Task description:
Looking at the entries below, state how many lines contain the word "NaiveDate". Give the number alone.
******************************
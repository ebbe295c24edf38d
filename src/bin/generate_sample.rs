use std::path::PathBuf;

use anyhow::{Context, Result};
use chrono::{Duration, NaiveDate};
use serde_json::json;

/// Minimal deterministic PRNG (xoshiro256**)
struct SimpleRng {
    state: [u64; 4],
}

impl SimpleRng {
    fn new(seed: u64) -> Self {
        let mut s = [0u64; 4];
        let mut x = seed;
        for slot in &mut s {
            x = x.wrapping_mul(6364136223846793005).wrapping_add(1);
            *slot = x;
        }
        SimpleRng { state: s }
    }

    fn next_u64(&mut self) -> u64 {
        let result = (self.state[1].wrapping_mul(5)).rotate_left(7).wrapping_mul(9);
        let t = self.state[1] << 17;
        self.state[2] ^= self.state[0];
        self.state[3] ^= self.state[1];
        self.state[1] ^= self.state[2];
        self.state[0] ^= self.state[3];
        self.state[2] ^= t;
        self.state[3] = self.state[3].rotate_left(45);
        result
    }

    fn next_f64(&mut self) -> f64 {
        (self.next_u64() >> 11) as f64 / (1u64 << 53) as f64
    }

    fn range(&mut self, lo: f64, hi: f64) -> f64 {
        lo + (hi - lo) * self.next_f64()
    }
}

/// Sample objects: designation, name, PHA flag, diameter (empty = unknown).
const NEOS: [(&str, &str, &str, &str); 8] = [
    ("433", "Eros", "N", "16.84"),
    ("1036", "Ganymed", "N", "37.675"),
    ("1566", "Icarus", "Y", "1.0"),
    ("4179", "Toutatis", "Y", "5.4"),
    ("99942", "Apophis", "Y", "0.37"),
    ("101955", "Bennu", "Y", "0.49"),
    ("2000 SG344", "", "N", ""),
    ("2019 OK", "", "", ""),
];

/// Shows up only in the approach data, so the dataset has to invent it.
const ORPHAN: &str = "2024 XQ";

fn main() -> Result<()> {
    let out_dir = std::env::args()
        .nth(1)
        .map(PathBuf::from)
        .unwrap_or_else(|| PathBuf::from("data"));
    std::fs::create_dir_all(&out_dir)
        .with_context(|| format!("creating {}", out_dir.display()))?;

    let mut rng = SimpleRng::new(42);

    // ---- neos.csv ----
    let neo_path = out_dir.join("neos.csv");
    let mut writer = csv::Writer::from_path(&neo_path)
        .with_context(|| format!("creating {}", neo_path.display()))?;
    writer.write_record(["pdes", "name", "pha", "diameter"])?;
    for (pdes, name, pha, diameter) in NEOS {
        writer.write_record([pdes, name, pha, diameter])?;
    }
    writer.flush()?;

    // ---- cad.json ----
    let epoch = NaiveDate::from_ymd_opt(1950, 1, 1)
        .and_then(|d| d.and_hms_opt(0, 0, 0))
        .context("building epoch")?;
    let designations = NEOS.iter().map(|n| n.0).chain([ORPHAN]);

    let mut rows = Vec::new();
    for des in designations {
        for _ in 0..6 {
            let minutes = (rng.next_f64() * 150.0 * 365.25 * 24.0 * 60.0) as i64;
            let time = epoch + Duration::minutes(minutes);
            rows.push((
                time,
                des,
                rng.range(0.0002, 0.5),
                rng.range(1.0, 40.0),
            ));
        }
    }
    rows.sort_by_key(|r| r.0);

    let data: Vec<_> = rows
        .iter()
        .map(|(time, des, dist, v_rel)| {
            json!([
                des,
                time.format("%Y-%b-%d %H:%M").to_string(),
                format!("{dist:.10}"),
                format!("{v_rel:.6}"),
            ])
        })
        .collect();
    let body = json!({
        "signature": { "source": "neo-explorer sample generator", "version": "1.1" },
        "count": data.len().to_string(),
        "fields": ["des", "cd", "dist", "v_rel"],
        "data": data,
    });

    let cad_path = out_dir.join("cad.json");
    std::fs::write(&cad_path, serde_json::to_string_pretty(&body)?)
        .with_context(|| format!("writing {}", cad_path.display()))?;

    println!(
        "Wrote {} NEOs to {} and {} close approaches to {}",
        NEOS.len(),
        neo_path.display(),
        rows.len(),
        cad_path.display()
    );
    Ok(())
}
******************************
Exercise result:
2